The author rightly declares this woefully inadequate and dangerous to the public:

Compare this laughably low bar with the prerequisites to practice medicine, law or accounting. Each of these professions requires formal education, a famously rigorous licensing exam, and then continuing education — none of which is required of investment advisers. My guess is that very few people would trust a doctor, lawyer or accountant whose only credential is passing a three-hour exam. So why aren’t we demanding more of financial advisers?

Advisers have the power to profoundly improve lives by encouraging saving and responsible investment. But like other professionals, they also have the power to do great harm, as we are reliably reminded every few years in the media or the courts with a fresh variation on the financial scandal theme…

It’s time for financial advisers to join the family of professions in substance, and not just in name.
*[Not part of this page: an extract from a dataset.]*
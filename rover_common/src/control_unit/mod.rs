//! Control unit shared definitions.
//!
//! Configuration sections consumed by `rover_control_unit`.

pub mod config;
We should require that aspiring advisers complete a minimum amount of undergraduate or graduate-level coursework in finance, accounting, or economics, and pass a multi-day comprehensive exam…

Advisers should also be bound by a code of ethics that aims higher than what current regulations mandate. Given the ever-increasing pace of financial innovation, continuing education should simply be mandatory for maintaining a license.

But these suggestions, while all fine, miss the main problem which cannot be corrected by more education alone:  financial sales representatives are allowed to talk and market themselves as professionals while conducting themselves in the best interests of their profits above all else.  Indeed, the industry continues to lobby tooth and nail every day to duck the legal fiduciary duty that requires professionals offering advice to place the best interests of their clients ahead of all other considerations.

Doctors, lawyers and accountants all have accepted a fiduciary duty of care to the patients/clients they are advising.  The financial sales business markets itself as a profession while rejecting the mantel of liability and duty that comes with a patient/client’s vulnerability to those they rely on for advice.  This is indefensible, immoral and the real reason that harmful financial advice is so systemic and damaging today.

It’s long past time, to hold everyone calling themselves a financial or investment ‘advisor’ to a fiduciary standard. A civil society simply cannot afford to have it any other way.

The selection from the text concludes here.